───── Records shown

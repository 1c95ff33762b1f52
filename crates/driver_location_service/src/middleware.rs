/*  Copyright 2022-23, Juspay India Pvt Ltd
    This program is free software: you can redistribute it and/or modify it under the terms of the GNU Affero General Public License
    as published by the Free Software Foundation, either version 3 of the License, or (at your option) any later version. This program
    is distributed in the hope that it will be useful, but WITHOUT ANY WARRANTY; without even the implied warranty of MERCHANTABILITY
    or FITNESS FOR A PARTICULAR PURPOSE. See the GNU Affero General Public License for more details. You should have received a copy of
    the GNU Affero General Public License along with this program. If not, see <https://www.gnu.org/licenses/>.
*/

use std::time::Duration;

use crate::incoming_api;
use crate::tools::prometheus::INCOMING_API;
use actix::fut::{ready, Ready};
use actix_web::{
    body::{BoxBody, MessageBody},
    dev::{forward_ready, Service, ServiceRequest, ServiceResponse, Transform},
    http::{header::CONTENT_LENGTH, StatusCode},
    web::Data,
    Error, HttpRequest,
};
use futures::future::LocalBoxFuture;
use tokio::time::{timeout, Instant};
use tracing::Span;
use tracing::{error, info};
use tracing_actix_web::{DefaultRootSpanBuilder, RootSpanBuilder};
use uuid::Uuid;

use crate::{environment::AppState, tools::error::AppError};

/// Fails the request with `RequestTimeout` once `AppState::request_timeout` milliseconds pass.
pub struct RequestTimeout;

impl<S: 'static> Transform<S, ServiceRequest> for RequestTimeout
where
    S: Service<ServiceRequest, Response = ServiceResponse<BoxBody>, Error = Error>,
    S::Future: 'static,
{
    type Response = ServiceResponse<BoxBody>;
    type Error = Error;
    type InitError = ();
    type Transform = RequestTimeoutMiddleware<S>;
    type Future = Ready<Result<Self::Transform, Self::InitError>>;

    fn new_transform(&self, service: S) -> Self::Future {
        ready(Ok(RequestTimeoutMiddleware { service }))
    }
}

pub struct RequestTimeoutMiddleware<S> {
    service: S,
}

impl<S> Service<ServiceRequest> for RequestTimeoutMiddleware<S>
where
    S: Service<ServiceRequest, Response = ServiceResponse<BoxBody>, Error = Error> + 'static,
    S::Future: 'static,
{
    type Response = ServiceResponse<BoxBody>;
    type Error = Error;
    type Future = LocalBoxFuture<'static, Result<Self::Response, Self::Error>>;

    forward_ready!(service);

    fn call(&self, req: ServiceRequest) -> Self::Future {
        let request_timeout = req
            .app_data::<Data<AppState>>()
            .map(|data| data.request_timeout);

        let fut = self.service.call(req);
        match request_timeout {
            Some(request_timeout) => Box::pin(async move {
                match timeout(Duration::from_millis(request_timeout), fut).await {
                    Ok(res) => Ok(res?),
                    Err(_) => Err(actix_web::Error::from(AppError::RequestTimeout)),
                }
            }),
            None => Box::pin(fut),
        }
    }
}

/// Root span per request carrying the request id and the calling driver, if any.
pub struct DomainRootSpanBuilder;

impl RootSpanBuilder for DomainRootSpanBuilder {
    fn on_request_start(request: &ServiceRequest) -> Span {
        let request_id = request
            .headers()
            .get("x-request-id")
            .and_then(|request_id| request_id.to_str().ok())
            .map(|str| str.to_string())
            .unwrap_or(Uuid::new_v4().to_string());

        let driver_id = request
            .headers()
            .get("dId")
            .and_then(|driver_id| driver_id.to_str().ok())
            .map(|str| str.to_string());

        tracing_actix_web::root_span!(request, request_id, driver_id)
    }

    fn on_request_end<B: MessageBody>(span: Span, outcome: &Result<ServiceResponse<B>, Error>) {
        DefaultRootSpanBuilder::on_request_end(span, outcome);
    }
}

/// Logs every request with its latency and records it in the `INCOMING_API` histogram.
pub struct IncomingRequestMetrics;

impl<S> Transform<S, ServiceRequest> for IncomingRequestMetrics
where
    S: Service<ServiceRequest, Response = ServiceResponse<BoxBody>, Error = Error>,
    S::Future: 'static,
{
    type Response = ServiceResponse<BoxBody>;
    type Error = Error;
    type InitError = ();
    type Transform = IncomingRequestMetricsMiddleware<S>;
    type Future = Ready<Result<Self::Transform, Self::InitError>>;

    fn new_transform(&self, service: S) -> Self::Future {
        ready(Ok(IncomingRequestMetricsMiddleware { service }))
    }
}

pub struct IncomingRequestMetricsMiddleware<S> {
    service: S,
}

impl<S> Service<ServiceRequest> for IncomingRequestMetricsMiddleware<S>
where
    S: Service<ServiceRequest, Response = ServiceResponse<BoxBody>, Error = Error>,
    S::Future: 'static,
{
    type Response = ServiceResponse<BoxBody>;
    type Error = Error;
    type Future = LocalBoxFuture<'static, Result<Self::Response, Self::Error>>;

    forward_ready!(service);

    fn call(&self, req: ServiceRequest) -> Self::Future {
        let start_time = Instant::now();

        let req_path = get_path(req.request());
        let req_method = req.method().to_string();

        let fut = self.service.call(req);
        Box::pin(async move {
            match fut.await {
                Ok(response) => {
                    calculate_metrics(
                        response.response().error(),
                        response.status(),
                        req_method,
                        req_path,
                        start_time,
                    );
                    Ok(response)
                }
                Err(err) => {
                    let err_resp_status = err.error_response().status();
                    calculate_metrics(
                        Some(&err),
                        err_resp_status,
                        req_method,
                        req_path,
                        start_time,
                    );
                    Err(err)
                }
            }
        })
    }
}

/// Request path with matched segments replaced by their placeholders, e.g. `/x/:id`.
fn get_path(request: &HttpRequest) -> String {
    let mut path = request.path().to_string();
    request
        .match_info()
        .iter()
        .for_each(|(path_name, path_val)| {
            path = path.replace(path_val, format!(":{path_name}").as_str());
        });
    path
}

fn calculate_metrics(
    err_resp: Option<&Error>,
    resp_status: StatusCode,
    req_method: String,
    req_path: String,
    time: Instant,
) {
    if let Some(err_resp) = err_resp {
        let err_resp_code = err_resp.to_string();
        error!(tag = "[INCOMING API - ERROR]", request_method = %req_method, request_path = %req_path, response_code = err_resp_code, response_status = resp_status.as_str(), latency = format!("{:?}ms", time.elapsed().as_millis()));
        incoming_api!(
            req_method.as_str(),
            req_path.as_str(),
            resp_status.as_str(),
            err_resp_code.as_str(),
            time
        );
    } else {
        info!(tag = "[INCOMING API]", request_method = %req_method, request_path = %req_path, response_status = resp_status.as_str(), latency = format!("{:?}ms", time.elapsed().as_millis()));
        incoming_api!(
            req_method.as_str(),
            req_path.as_str(),
            resp_status.as_str(),
            "SUCCESS",
            time
        );
    }
}

/// Rejects requests whose `Content-Length` exceeds `AppState::max_allowed_req_size`.
pub struct CheckContentLength;

impl<S> Transform<S, ServiceRequest> for CheckContentLength
where
    S: Service<ServiceRequest, Response = ServiceResponse<BoxBody>, Error = Error>,
    S::Future: 'static,
{
    type Response = ServiceResponse<BoxBody>;
    type Error = Error;
    type InitError = ();
    type Transform = CheckContentLengthMiddleware<S>;
    type Future = Ready<Result<Self::Transform, Self::InitError>>;

    fn new_transform(&self, service: S) -> Self::Future {
        ready(Ok(CheckContentLengthMiddleware { service }))
    }
}

pub struct CheckContentLengthMiddleware<S> {
    service: S,
}

impl<S> Service<ServiceRequest> for CheckContentLengthMiddleware<S>
where
    S: Service<ServiceRequest, Response = ServiceResponse<BoxBody>, Error = Error>,
    S::Future: 'static,
{
    type Response = ServiceResponse<BoxBody>;
    type Error = Error;
    type Future = LocalBoxFuture<'static, Result<Self::Response, Self::Error>>;

    forward_ready!(service);

    fn call(&self, req: ServiceRequest) -> Self::Future {
        let content_length = req
            .headers()
            .get(CONTENT_LENGTH)
            .and_then(|content_length| content_length.to_str().ok()?.parse::<usize>().ok());
        let limit = req
            .app_data::<Data<AppState>>()
            .map(|data| data.max_allowed_req_size);

        match (content_length, limit) {
            (Some(content_length), Some(limit)) if content_length > limit => {
                let err = AppError::LargePayloadSize(content_length, limit);
                Box::pin(async move { Err(actix_web::Error::from(err)) })
            }
            _ => Box::pin(self.service.call(req)),
        }
    }
}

──────────

### Problem details
Precisely reproduce the lines of the entries, beginning at the first and ending at the one containing "use crate::incoming_api;". Add nothing.

### Task answer
repository 1c95ff33762b1f52
filename crates/driver_location_service/src/middleware.rs
/*  Copyright 2022-23, Juspay India Pvt Ltd
    This program is free software: you can redistribute it and/or modify it under the terms of the GNU Affero General Public License
    as published by the Free Software Foundation, either version 3 of the License, or (at your option) any later version. This program
    is distributed in the hope that it will be useful, but WITHOUT ANY WARRANTY; without even the implied warranty of MERCHANTABILITY
    or FITNESS FOR A PARTICULAR PURPOSE. See the GNU Affero General Public License for more details. You should have received a copy of
    the GNU Affero General Public License along with this program. If not, see <https://www.gnu.org/licenses/>.
*/

use std::time::Duration;

use crate::incoming_api;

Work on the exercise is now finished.